The Walden Effect: Farming, simple living, permaculture, and invention.

Listening to the Warre hive

Honeybee with pollen

Although we've only had it for a short while, I can tell the Warre hive is good for my beekeeping skills.  I never even considered taking photographs through the screened bottom of my Langstroth hives because I knew I could just take the boxes apart whenever I felt like it, but the camera and I have been making regular visits to the Warre hive to see what's going on inside.  Lately, I've taken to pressing my ear up against each box too, which gives me an indication of where the bees are actively working.  All of this data without bothering the bees at all!

Cluster of beesJust this week, the colony has finally moved down into the new box we gave them three weeks ago.  The slow movement downward tells me that my weight-based guess was right --- the bees hadn't worked on the top box yet at the time we nadired a new box underneath.

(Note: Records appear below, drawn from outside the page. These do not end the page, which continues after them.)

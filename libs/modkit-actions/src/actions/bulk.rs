//! Bulk family: set-oriented writes over an explicit record list, each run in
//! one transaction.

use async_trait::async_trait;
use heck::ToTitleCase;
use sea_orm::DatabaseTransaction;
use sea_orm::sea_query::{Condition, Query};
use serde::{Deserialize, Serialize};
use serde_json::Value;

use super::updater::update_row;
use super::{ActionContext, EntityAction, insert_rows, to_json};
use crate::error::ActionError;
use crate::hooks::HookSlot;
use crate::query::{ColumnStyle, assemble, bulk_where, key_where};
use crate::record::{Record, has_all, sub_record};
use crate::runner::{Runner, TxScope};

#[derive(Debug, Clone, Copy, PartialEq, Eq, Hash)]
pub enum BulkKind {
    Create,
    Update,
    Remove,
    Merge,
    Put,
}

impl BulkKind {
    #[must_use]
    pub fn name(self) -> &'static str {
        match self {
            Self::Create => "bulkCreate",
            Self::Update => "bulkUpdate",
            Self::Remove => "bulkRemove",
            Self::Merge => "bulkMerge",
            Self::Put => "bulkPut",
        }
    }

    fn hook(self) -> Option<HookSlot> {
        match self {
            Self::Create => Some(HookSlot::OnWillBulkCreate),
            Self::Update => Some(HookSlot::OnWillBulkUpdate),
            Self::Merge => Some(HookSlot::OnWillBulkMerge),
            Self::Remove | Self::Put => None,
        }
    }
}

/// Outcome of a bulk call. Fields a given action does not report are omitted.
#[derive(Debug, Clone, Default, PartialEq, Serialize, Deserialize)]
#[serde(rename_all = "camelCase")]
pub struct BulkSummary {
    pub success: bool,
    #[serde(default, skip_serializing_if = "Option::is_none")]
    pub key: Option<String>,
    #[serde(default, skip_serializing_if = "Option::is_none")]
    pub reason: Option<String>,
    #[serde(default, skip_serializing_if = "Option::is_none")]
    pub inserts: Option<u64>,
    #[serde(default, skip_serializing_if = "Option::is_none")]
    pub num_put: Option<u64>,
    #[serde(default, skip_serializing_if = "Option::is_none")]
    pub num_removed: Option<u64>,
    #[serde(default, skip_serializing_if = "Option::is_none")]
    pub result: Option<Vec<Record>>,
}

impl BulkSummary {
    #[must_use]
    pub fn succeeded() -> Self {
        Self {
            success: true,
            ..Self::default()
        }
    }

    /// Nothing to do: the record list was empty or absent.
    #[must_use]
    pub fn no_records(records_key: &str) -> Self {
        Self {
            success: false,
            key: Some("no_records".to_owned()),
            reason: Some(format!("No records passed to \"{records_key}\"")),
            ..Self::default()
        }
    }

    #[must_use]
    pub fn with_result(mut self, rows: Vec<Record>) -> Self {
        self.inserts = Some(rows.len() as u64);
        self.result = Some(rows);
        self
    }
}

/// Split `records` into runs sharing one column list, keeping first-seen order.
fn group_by_columns(records: Vec<Record>) -> Vec<Vec<Record>> {
    let mut groups: Vec<(Vec<String>, Vec<Record>)> = Vec::new();
    for record in records {
        let signature: Vec<String> = record.keys().cloned().collect();
        match groups.iter_mut().find(|(sig, _)| *sig == signature) {
            Some((_, rows)) => rows.push(record),
            None => groups.push((signature, vec![record])),
        }
    }
    groups.into_iter().map(|(_, rows)| rows).collect()
}

#[derive(Clone, Debug)]
pub struct BulkAction {
    ctx: ActionContext,
    kind: BulkKind,
}

impl BulkAction {
    #[must_use]
    pub fn new(ctx: ActionContext, kind: BulkKind) -> Self {
        Self { ctx, kind }
    }

    #[must_use]
    pub fn kind(&self) -> BulkKind {
        self.kind
    }

    /// The record list under the descriptor's records key.
    ///
    /// # Errors
    /// `UnprocessableEntity` when the list is not an array of objects.
    pub fn records(&self, args: &Record) -> Result<Vec<Record>, ActionError> {
        let key = self.ctx.descriptor.records_key();
        let items = match args.get(key) {
            None | Some(Value::Null) => return Ok(Vec::new()),
            Some(Value::Array(items)) => items,
            Some(_) => {
                return Err(ActionError::UnprocessableEntity(format!("\"{key}\" must be a list of records")));
            }
        };
        items
            .iter()
            .map(|item| match item {
                Value::Object(record) => Ok(record.clone()),
                _ => Err(ActionError::UnprocessableEntity(format!(
                    "Every entry of \"{key}\" must be a record"
                ))),
            })
            .collect()
    }

    /// Every record must carry the same value as `args` for each configured
    /// match key that `args` sets.
    ///
    /// # Errors
    /// `UnprocessableEntity` naming the keys when a record disagrees.
    pub fn check_match(&self, args: &Record, records: &[Record]) -> Result<(), ActionError> {
        let d = &self.ctx.descriptor;
        let must_match = sub_record(args, d.arg_keys_must_match(), &Record::new());
        if must_match.is_empty() {
            return Ok(());
        }
        let agrees = |record: &Record| must_match.iter().all(|(k, v)| record.get(k) == Some(v));
        if records.iter().all(agrees) {
            return Ok(());
        }
        let keys: Vec<String> = d.arg_keys_must_match().iter().map(|k| k.to_title_case()).collect();
        Err(ActionError::UnprocessableEntity(format!(
            "All {} records must match on the {} keys",
            d.noun(),
            keys.join(" ")
        )))
    }

    /// `bulkPut` deletes within the scope named by the match keys, so each of
    /// them must be set.
    ///
    /// # Errors
    /// `UnprocessableEntity` naming the missing keys.
    pub fn check_scope(&self, args: &Record) -> Result<(), ActionError> {
        let d = &self.ctx.descriptor;
        let missing: Vec<String> = d
            .arg_keys_must_match()
            .iter()
            .filter(|k| args.get(*k).is_none_or(Value::is_null))
            .map(|k| k.to_title_case())
            .collect();
        if missing.is_empty() {
            return Ok(());
        }
        Err(ActionError::UnprocessableEntity(format!(
            "Replacing {} records needs the {} keys",
            d.noun(),
            missing.join(" ")
        )))
    }

    fn transform(&self, records: Vec<Record>, args: &Record) -> Result<Vec<Record>, ActionError> {
        let Some(slot) = self.kind.hook().filter(|slot| self.ctx.hooks.has(*slot)) else {
            return Ok(records);
        };
        let items = records.into_iter().map(Value::Object).collect();
        match self.ctx.hooks.apply(slot, Value::Array(items), args) {
            Value::Array(items) => items
                .into_iter()
                .map(|item| match item {
                    Value::Object(record) => Ok(record),
                    other => Err(self.ctx.bad_hook(slot, &other)),
                })
                .collect(),
            other => Err(self.ctx.bad_hook(slot, &other)),
        }
    }

    /// Columns a record may write: the key plus `createColumns`, with defaults.
    fn insert_values(&self, record: &Record) -> Record {
        let d = &self.ctx.descriptor;
        let mut cols = d.keys().to_vec();
        cols.extend(d.create_columns().iter().filter(|c| !d.keys().contains(c)).cloned());
        sub_record(record, &cols, d.default_create_args())
    }

    fn write_error(&self, err: sea_orm::DbErr) -> ActionError {
        let d = &self.ctx.descriptor;
        ActionError::from_write(err, || self.ctx.conflict_message(), || {
            format!("Could not {} {} records", self.kind.name(), d.noun())
        })
    }

    async fn reselect(&self, runner: Runner<'_>, keyed: &[Record]) -> Result<Vec<Record>, ActionError> {
        let d = &self.ctx.descriptor;
        let filter = bulk_where(keyed, d.keys(), ColumnStyle::Qualified(d.aliases(), d.entity_name()), false);
        Ok(runner.fetch_all(&assemble(d, filter)).await?)
    }

    async fn insert_all(&self, runner: Runner<'_>, records: &[Record], upsert: bool) -> Result<Vec<Record>, ActionError> {
        let values: Vec<Record> = records.iter().map(|r| self.insert_values(r)).collect();
        let mut keys = Vec::with_capacity(values.len());
        for group in group_by_columns(values) {
            let inserted = insert_rows(runner, &self.ctx.descriptor, &group, upsert)
                .await
                .map_err(|e| self.write_error(e))?;
            keys.extend(inserted);
        }
        Ok(keys)
    }

    async fn create(&self, runner: Runner<'_>, records: &[Record], return_results: bool) -> Result<BulkSummary, ActionError> {
        let keys = self.insert_all(runner, records, false).await?;
        let summary = if return_results {
            BulkSummary::succeeded().with_result(self.reselect(runner, &keys).await?)
        } else {
            BulkSummary::succeeded()
        };
        // every record was written, whether or not the reselect can find it
        Ok(BulkSummary {
            inserts: Some(records.len() as u64),
            ..summary
        })
    }

    async fn update(&self, runner: Runner<'_>, records: &[Record], return_results: bool) -> Result<BulkSummary, ActionError> {
        let d = &self.ctx.descriptor;
        for record in records {
            let where_args = sub_record(record, d.keys(), &Record::new());
            let values = sub_record(record, d.update_columns(), d.default_update_args());
            update_row(runner, &self.ctx, &where_args, &values).await?;
        }
        if return_results {
            return Ok(BulkSummary::succeeded().with_result(self.reselect(runner, records).await?));
        }
        Ok(BulkSummary::succeeded())
    }

    async fn remove(&self, runner: Runner<'_>, records: &[Record]) -> Result<BulkSummary, ActionError> {
        let d = &self.ctx.descriptor;
        let mut stmt = Query::delete();
        stmt.from_table(d.table_ref())
            .cond_where(bulk_where(records, d.keys(), ColumnStyle::Bare, false));
        let res = runner.execute(&stmt).await.map_err(|e| self.write_error(e))?;
        Ok(BulkSummary {
            num_removed: Some(res.rows_affected()),
            ..BulkSummary::succeeded()
        })
    }

    async fn merge(&self, runner: Runner<'_>, records: &[Record], return_results: bool) -> Result<BulkSummary, ActionError> {
        self.insert_all(runner, records, true).await?;
        if return_results {
            return Ok(BulkSummary::succeeded().with_result(self.reselect(runner, records).await?));
        }
        Ok(BulkSummary::succeeded())
    }

    /// Delete what is in scope but absent from `records`, then upsert `records`.
    async fn put(&self, runner: Runner<'_>, args: &Record, records: &[Record]) -> Result<BulkSummary, ActionError> {
        let d = &self.ctx.descriptor;
        let scope = sub_record(args, d.arg_keys_must_match(), &Record::new());
        let filter = Condition::all()
            .add(key_where(&scope))
            .add(bulk_where(records, d.keys(), ColumnStyle::Bare, true));
        let mut stmt = Query::delete();
        stmt.from_table(d.table_ref()).cond_where(filter);
        let removed = runner.execute(&stmt).await.map_err(|e| self.write_error(e))?;

        self.insert_all(runner, records, true).await?;
        Ok(BulkSummary {
            num_put: Some(records.len() as u64),
            num_removed: Some(removed.rows_affected()),
            ..BulkSummary::succeeded()
        })
    }

    async fn dispatch(&self, runner: Runner<'_>, args: &Record, records: &[Record]) -> Result<BulkSummary, ActionError> {
        let return_results = args.get("returnResults").and_then(Value::as_bool).unwrap_or(false);
        match self.kind {
            BulkKind::Create => self.create(runner, records, return_results).await,
            BulkKind::Update => self.update(runner, records, return_results).await,
            BulkKind::Remove => self.remove(runner, records).await,
            BulkKind::Merge => self.merge(runner, records, return_results).await,
            BulkKind::Put => self.put(runner, args, records).await,
        }
    }

    /// Run the bulk operation over the records of `args`.
    ///
    /// Nothing is persisted unless every statement succeeds. With an outer
    /// `tx` the statements join it and the caller decides.
    ///
    /// # Errors
    /// `UnprocessableEntity` for a malformed record list, records disagreeing
    /// on the match keys, a `bulkPut` without its match keys, or records
    /// without a key where one is needed;
    /// `Conflict` and `Server` for failed writes.
    #[tracing::instrument(
        name = "bulk",
        skip_all,
        fields(entity = %self.ctx.descriptor.entity_name(), action = self.kind.name())
    )]
    pub async fn run(&self, args: &Record, tx: Option<&DatabaseTransaction>) -> Result<BulkSummary, ActionError> {
        let d = &self.ctx.descriptor;
        let records = self.records(args)?;
        if records.is_empty() {
            return Ok(BulkSummary::no_records(d.records_key()));
        }
        self.check_match(args, &records)?;
        if self.kind == BulkKind::Put {
            self.check_scope(args)?;
        }
        let records = self.transform(records, args)?;
        let needs_keys = matches!(self.kind, BulkKind::Update | BulkKind::Remove | BulkKind::Put);
        if needs_keys && !records.iter().all(|r| has_all(r, d.keys())) {
            return Err(ActionError::UnprocessableEntity(format!(
                "Every {} record needs {}",
                d.noun(),
                d.keys().join(", ")
            )));
        }
        tracing::debug!(records = records.len(), "bulk write");

        let scope = TxScope::begin(&self.ctx.conn, tx).await?;
        let result = self.dispatch(scope.runner(), args, &records).await;
        scope.finish(result).await
    }
}

#[async_trait]
impl EntityAction for BulkAction {
    fn name(&self) -> &str {
        self.kind.name()
    }

    async fn invoke(&self, args: Record, tx: Option<&DatabaseTransaction>) -> Result<Value, ActionError> {
        to_json(self.run(&args, tx).await?)
    }
}
//! `update` and its soft-remove flavors.

use async_trait::async_trait;
use sea_orm::DatabaseTransaction;
use sea_orm::sea_query::{Alias, Query};
use serde_json::Value;

use super::{ActionContext, EntityAction};
use crate::error::ActionError;
use crate::hooks::HookSlot;
use crate::query::key_where;
use crate::record::{Record, has_all, sql_expr, sub_record};
use crate::runner::{Runner, TxScope};

/// What an [`Updater`] writes.
#[derive(Debug, Clone, Copy, PartialEq, Eq)]
pub enum UpdateMode {
    /// The `updateColumns` present in args, filled from the configured defaults.
    Update,
    /// Sets the soft-remove column to `true`.
    SoftRemove,
    /// Sets the soft-remove column to `false`.
    SoftRestore,
}

impl UpdateMode {
    #[must_use]
    pub fn name(self) -> &'static str {
        match self {
            Self::Update => "update",
            Self::SoftRemove => "softRemove",
            Self::SoftRestore => "softRestore",
        }
    }
}

#[derive(Clone, Debug)]
pub struct Updater {
    ctx: ActionContext,
    mode: UpdateMode,
}

/// Write one record's values to the row matched by its key, bare columns only.
pub(crate) async fn update_row(runner: Runner<'_>, ctx: &ActionContext, where_args: &Record, values: &Record) -> Result<u64, ActionError> {
    if values.is_empty() {
        return Ok(0);
    }
    let d = &ctx.descriptor;
    let mut stmt = Query::update();
    stmt.table(d.table_ref())
        .values(values.iter().map(|(col, v)| (Alias::new(col), sql_expr(v))))
        .cond_where(key_where(where_args));
    let res = runner
        .execute(&stmt)
        .await
        .map_err(|e| ActionError::from_write(e, || ctx.conflict_message(), || format!("Could not update {}", d.noun())))?;
    Ok(res.rows_affected())
}

impl Updater {
    #[must_use]
    pub fn new(ctx: ActionContext) -> Self {
        Self::with_mode(ctx, UpdateMode::Update)
    }

    #[must_use]
    pub fn with_mode(ctx: ActionContext, mode: UpdateMode) -> Self {
        Self { ctx, mode }
    }

    #[must_use]
    pub fn mode(&self) -> UpdateMode {
        self.mode
    }

    fn values(&self, args: &Record) -> Result<Record, ActionError> {
        let d = &self.ctx.descriptor;
        match self.mode {
            UpdateMode::Update => {
                let values = sub_record(args, d.update_columns(), d.default_update_args());
                self.ctx.record_hook(HookSlot::OnWillUpdate, values, args)
            }
            UpdateMode::SoftRemove | UpdateMode::SoftRestore => {
                let mut values = Record::new();
                values.insert(
                    d.soft_remove_column().to_owned(),
                    Value::Bool(self.mode == UpdateMode::SoftRemove),
                );
                Ok(values)
            }
        }
    }

    async fn write(&self, runner: Runner<'_>, where_args: &Record, values: &Record) -> Result<Option<Record>, ActionError> {
        update_row(runner, &self.ctx, where_args, values).await?;
        Ok(self.ctx.select_by_keys(runner, where_args).await?)
    }

    /// Update the row identified by the key columns of `args` and return it.
    ///
    /// Returns `None` without writing when a key column is missing, and
    /// `None` when no row matches.
    ///
    /// # Errors
    /// `Conflict` when the new values duplicate a unique tuple, `Server` on
    /// any other store failure.
    #[tracing::instrument(
        name = "update",
        skip_all,
        fields(entity = %self.ctx.descriptor.entity_name(), mode = self.mode.name())
    )]
    pub async fn update(&self, args: &Record, tx: Option<&DatabaseTransaction>) -> Result<Option<Record>, ActionError> {
        let d = &self.ctx.descriptor;
        if !has_all(args, d.keys()) {
            tracing::debug!(args = %self.ctx.loggable(args), "update without a complete key");
            return Ok(None);
        }
        let where_args = sub_record(args, d.keys(), &Record::new());
        let values = self.values(args)?;

        let scope = TxScope::begin(&self.ctx.conn, tx).await?;
        let result = self.write(scope.runner(), &where_args, &values).await;
        let row = scope.finish(result).await?;
        self.ctx.optional_record_hook(HookSlot::OnUpdateResult, row, args)
    }
}

#[async_trait]
impl EntityAction for Updater {
    fn name(&self) -> &str {
        self.mode.name()
    }

    async fn invoke(&self, args: Record, tx: Option<&DatabaseTransaction>) -> Result<Value, ActionError> {
        Ok(self.update(&args, tx).await?.map_or(Value::Null, Value::Object))
    }
}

Listening at the hive Friday morning, the bottom box roared with bees building comb, the second box roared with bees feeding brood, and the top box produced more of a gentle growl.  I suspect that the bees are using their attic to dehydrate nectar into honey, thus the lower activity levels up top.

In other bee-related news, I never did make a decision about how long to feed our package of bees.  As a result, I'm splitting the difference between the two extremes by letting the colony wait a day or two after each infusion of sugar water.  The white clover is blooming pretty well, but it's been awfully dry here for the last couple of weeks, and I'm just not sure how much nectar the flowers are producing.  My first buckwheat cover crop will probably start blooming in a week or so, at which point, I might cut the bees off their sugar water.

Our chicken waterer keeps the hens happy with POOP-free water.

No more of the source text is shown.